use proptest::prelude::*;
use refcheck_core::check;
use refcheck_core::{ConstraintEntry, ConstraintSet, Function, IdenticalFunctionSet};

fn square(x: &i64) -> i64 {
    x.pow(2)
}

proptest! {
    #![proptest_config(proptest::test_runner::Config::with_cases(512))]

    #[test]
    fn identical_square_holds_for_all_inputs(x in -3_000_000_000_i64..3_000_000_000) {
        let candidates: Vec<Function<'_, i64, i64>> = vec![Box::new(|x: &i64| x * x)];
        let set = IdenticalFunctionSet::new(square, candidates);
        prop_assert!(set.assert_constraints(&x).is_ok());
        prop_assert_eq!(set.call(&x), Ok(square(&x)));
    }

    #[test]
    fn differing_candidate_is_always_caught(x in -1_000_i64..1_000, delta in 1_i64..100) {
        let set = ConstraintSet::new(
            square,
            vec![ConstraintEntry::new(move |x: &i64| x * x + delta, check::equal())],
        );
        let err = set.call(&x).expect_err("outputs differ by delta");
        prop_assert_eq!(err.index(), 0);
    }

    #[test]
    fn strict_ordering_tracks_sign_of_delta(x in -1_000_i64..1_000, delta in -50_i64..50) {
        let set = ConstraintSet::new(
            square,
            vec![ConstraintEntry::new(move |x: &i64| x * x + delta, check::less_than())],
        );
        prop_assert_eq!(set.assert_constraints(&x).is_ok(), delta > 0);
    }

    #[test]
    fn sorting_variants_agree(mut values in proptest::collection::vec(any::<i16>(), 0..64)) {
        let candidates: Vec<Function<'_, [i16], Vec<i16>>> = vec![
            Box::new(|v: &[i16]| {
                let heap: std::collections::BinaryHeap<i16> = v.iter().copied().collect();
                heap.into_sorted_vec()
            }),
            Box::new(|v: &[i16]| {
                let mut out: Vec<i16> = Vec::with_capacity(v.len());
                for &item in v {
                    let at = out.partition_point(|probe: &i16| *probe <= item);
                    out.insert(at, item);
                }
                out
            }),
        ];
        let set = IdenticalFunctionSet::new(
            |v: &[i16]| {
                let mut out = v.to_vec();
                out.sort_unstable();
                out
            },
            candidates,
        );
        let sorted = set.call(&values).expect("all sorts agree");
        values.sort_unstable();
        prop_assert_eq!(sorted, values);
    }
}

::::::::::

Directions:
Would you reproduce all the entries exactly?

Written solution:
use proptest::prelude::*;
use refcheck_core::check;
use refcheck_core::{ConstraintEntry, ConstraintSet, Function, IdenticalFunctionSet};

fn square(x: &i64) -> i64 {
    x.pow(2)
}

proptest! {
    #![proptest_config(proptest::test_runner::Config::with_cases(512))]

    #[test]
    fn identical_square_holds_for_all_inputs(x in -3_000_000_000_i64..3_000_000_000) {
        let candidates: Vec<Function<'_, i64, i64>> = vec![Box::new(|x: &i64| x * x)];
        let set = IdenticalFunctionSet::new(square, candidates);
        prop_assert!(set.assert_constraints(&x).is_ok());
        prop_assert_eq!(set.call(&x), Ok(square(&x)));
    }

    #[test]
    fn differing_candidate_is_always_caught(x in -1_000_i64..1_000, delta in 1_i64..100) {
        let set = ConstraintSet::new(
            square,
            vec![ConstraintEntry::new(move |x: &i64| x * x + delta, check::equal())],
        );
        let err = set.call(&x).expect_err("outputs differ by delta");
        prop_assert_eq!(err.index(), 0);
    }

    #[test]
    fn strict_ordering_tracks_sign_of_delta(x in -1_000_i64..1_000, delta in -50_i64..50) {
        let set = ConstraintSet::new(
            square,
            vec![ConstraintEntry::new(move |x: &i64| x * x + delta, check::less_than())],
        );
        prop_assert_eq!(set.assert_constraints(&x).is_ok(), delta > 0);
    }

    #[test]
    fn sorting_variants_agree(mut values in proptest::collection::vec(any::<i16>(), 0..64)) {
        let candidates: Vec<Function<'_, [i16], Vec<i16>>> = vec![
            Box::new(|v: &[i16]| {
                let heap: std::collections::BinaryHeap<i16> = v.iter().copied().collect();
                heap.into_sorted_vec()
            }),
            Box::new(|v: &[i16]| {
                let mut out: Vec<i16> = Vec::with_capacity(v.len());
                for &item in v {
                    let at = out.partition_point(|probe: &i16| *probe <= item);
                    out.insert(at, item);
                }
                out
            }),
        ];
        let set = IdenticalFunctionSet::new(
            |v: &[i16]| {
                let mut out = v.to_vec();
                out.sort_unstable();
                out
            },
            candidates,
        );
        let sorted = set.call(&values).expect("all sorts agree");
        values.sort_unstable();
        prop_assert_eq!(sorted, values);
    }
}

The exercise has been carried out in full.